Records for processing —
========

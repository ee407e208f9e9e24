use anyhow::{Context, Result};
use clap::Parser;
use metrics_exporter_prometheus::PrometheusBuilder;
use std::path::Path;
use std::sync::Arc;
use threadvault::api::ApiServer;
use threadvault::backend::{
    BackendExecutor, ElasticsearchClient, HealthRegistry, SearchIndexClient, SqliteStore,
};
use threadvault::{Config, Gateway};
use tracing_subscriber::{layer::SubscriberExt, util::SubscriberInitExt};

#[derive(Parser, Debug)]
#[command(name = "threadvault-server")]
#[command(about = "Read-only query gateway for archived comments and submissions")]
#[command(version)]
struct Args {
    /// Configuration file path
    #[arg(short, long, default_value = "threadvault.toml", env = "THREADVAULT_CONFIG")]
    config: String,

    /// Host to bind to (overrides server.bind_addr)
    #[arg(long)]
    host: Option<String>,

    /// Port to listen on (overrides server.bind_addr)
    #[arg(short, long)]
    port: Option<u16>,
}

fn init_tracing(config: &Config) {
    let filter = tracing_subscriber::EnvFilter::new(
        std::env::var("RUST_LOG").unwrap_or_else(|_| config.observability.log_level.clone()),
    );
    let registry = tracing_subscriber::registry().with(filter);
    if config.observability.log_format == "json" {
        registry.with(tracing_subscriber::fmt::layer().json()).init();
    } else {
        registry.with(tracing_subscriber::fmt::layer()).init();
    }
}

fn bind_addr(config: &Config, args: &Args) -> String {
    let (default_host, default_port) = config
        .server
        .bind_addr
        .rsplit_once(':')
        .unwrap_or((config.server.bind_addr.as_str(), "8080"));
    let host = args.host.as_deref().unwrap_or(default_host);
    match args.port {
        Some(port) => format!("{host}:{port}"),
        None => format!("{host}:{default_port}"),
    }
}

#[tokio::main]
async fn main() -> Result<()> {
    let args = Args::parse();

    let mut config = Config::load_or_create(Path::new(&args.config))
        .with_context(|| format!("loading config from {}", args.config))?;
    config.apply_env_overrides();
    config.validate()?;

    init_tracing(&config);
    tracing::info!("Config file: {}", args.config);

    let metrics_handle = if config.observability.metrics_enabled {
        Some(
            PrometheusBuilder::new()
                .install_recorder()
                .context("installing Prometheus recorder")?,
        )
    } else {
        None
    };

    let registry = Arc::new(HealthRegistry::new(
        config.search.endpoints.clone(),
        config.health_config(),
    ));
    for endpoint in registry.endpoints() {
        tracing::info!("Search endpoint {} at {}", endpoint.name, endpoint.url);
    }

    let client: Arc<dyn SearchIndexClient> = Arc::new(ElasticsearchClient::new(
        &config.search.comment_index,
        &config.search.submission_index,
    ));
    let _probe = registry.clone().start_probing(client.clone());

    let mut executor = BackendExecutor::new(client, registry, config.per_call_timeout());
    if config.relational.enabled {
        let store = SqliteStore::open(
            &config.relational.path,
            config.relational.pool_size,
            config.acquire_timeout(),
        )
        .with_context(|| {
            format!(
                "opening relational store {}",
                config.relational.path.display()
            )
        })?;
        tracing::info!(
            "Relational fallback enabled ({}, pool of {})",
            config.relational.path.display(),
            config.relational.pool_size
        );
        executor = executor.with_relational(Arc::new(store));
    }

    let gateway = Arc::new(Gateway::new(Arc::new(executor), config.request_timeout()));

    let mut server = ApiServer::with_cors(gateway, config.server.cors.clone());
    if let Some(handle) = metrics_handle {
        server = server.with_metrics(Arc::new(move || handle.render()));
    }

    let addr = bind_addr(&config, &args);
    tracing::info!("Starting threadvault on {}", addr);
    server.serve(&addr).await?;

    Ok(())
}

========

The problem — The entries shown above must be reproduced in full, exactly as written.

Solution —
repository ee407e208f9e9e24
use anyhow::{Context, Result};
use clap::Parser;
use metrics_exporter_prometheus::PrometheusBuilder;
use std::path::Path;
use std::sync::Arc;
use threadvault::api::ApiServer;
use threadvault::backend::{
    BackendExecutor, ElasticsearchClient, HealthRegistry, SearchIndexClient, SqliteStore,
};
use threadvault::{Config, Gateway};
use tracing_subscriber::{layer::SubscriberExt, util::SubscriberInitExt};

#[derive(Parser, Debug)]
#[command(name = "threadvault-server")]
#[command(about = "Read-only query gateway for archived comments and submissions")]
#[command(version)]
struct Args {
    /// Configuration file path
    #[arg(short, long, default_value = "threadvault.toml", env = "THREADVAULT_CONFIG")]
    config: String,

    /// Host to bind to (overrides server.bind_addr)
    #[arg(long)]
    host: Option<String>,

    /// Port to listen on (overrides server.bind_addr)
    #[arg(short, long)]
    port: Option<u16>,
}

fn init_tracing(config: &Config) {
    let filter = tracing_subscriber::EnvFilter::new(
        std::env::var("RUST_LOG").unwrap_or_else(|_| config.observability.log_level.clone()),
    );
    let registry = tracing_subscriber::registry().with(filter);
    if config.observability.log_format == "json" {
        registry.with(tracing_subscriber::fmt::layer().json()).init();
    } else {
        registry.with(tracing_subscriber::fmt::layer()).init();
    }
}

fn bind_addr(config: &Config, args: &Args) -> String {
    let (default_host, default_port) = config
        .server
        .bind_addr
        .rsplit_once(':')
        .unwrap_or((config.server.bind_addr.as_str(), "8080"));
    let host = args.host.as_deref().unwrap_or(default_host);
    match args.port {
        Some(port) => format!("{host}:{port}"),
        None => format!("{host}:{default_port}"),
    }
}

#[tokio::main]
async fn main() -> Result<()> {
    let args = Args::parse();

    let mut config = Config::load_or_create(Path::new(&args.config))
        .with_context(|| format!("loading config from {}", args.config))?;
    config.apply_env_overrides();
    config.validate()?;

    init_tracing(&config);
    tracing::info!("Config file: {}", args.config);

    let metrics_handle = if config.observability.metrics_enabled {
        Some(
            PrometheusBuilder::new()
                .install_recorder()
                .context("installing Prometheus recorder")?,
        )
    } else {
        None
    };

    let registry = Arc::new(HealthRegistry::new(
        config.search.endpoints.clone(),
        config.health_config(),
    ));
    for endpoint in registry.endpoints() {
        tracing::info!("Search endpoint {} at {}", endpoint.name, endpoint.url);
    }

    let client: Arc<dyn SearchIndexClient> = Arc::new(ElasticsearchClient::new(
        &config.search.comment_index,
        &config.search.submission_index,
    ));
    let _probe = registry.clone().start_probing(client.clone());

    let mut executor = BackendExecutor::new(client, registry, config.per_call_timeout());
    if config.relational.enabled {
        let store = SqliteStore::open(
            &config.relational.path,
            config.relational.pool_size,
            config.acquire_timeout(),
        )
        .with_context(|| {
            format!(
                "opening relational store {}",
                config.relational.path.display()
            )
        })?;
        tracing::info!(
            "Relational fallback enabled ({}, pool of {})",
            config.relational.path.display(),
            config.relational.pool_size
        );
        executor = executor.with_relational(Arc::new(store));
    }

    let gateway = Arc::new(Gateway::new(Arc::new(executor), config.request_timeout()));

    let mut server = ApiServer::with_cors(gateway, config.server.cors.clone());
    if let Some(handle) = metrics_handle {
        server = server.with_metrics(Arc::new(move || handle.render()));
    }

    let addr = bind_addr(&config, &args);
    tracing::info!("Starting threadvault on {}", addr);
    server.serve(&addr).await?;

    Ok(())
}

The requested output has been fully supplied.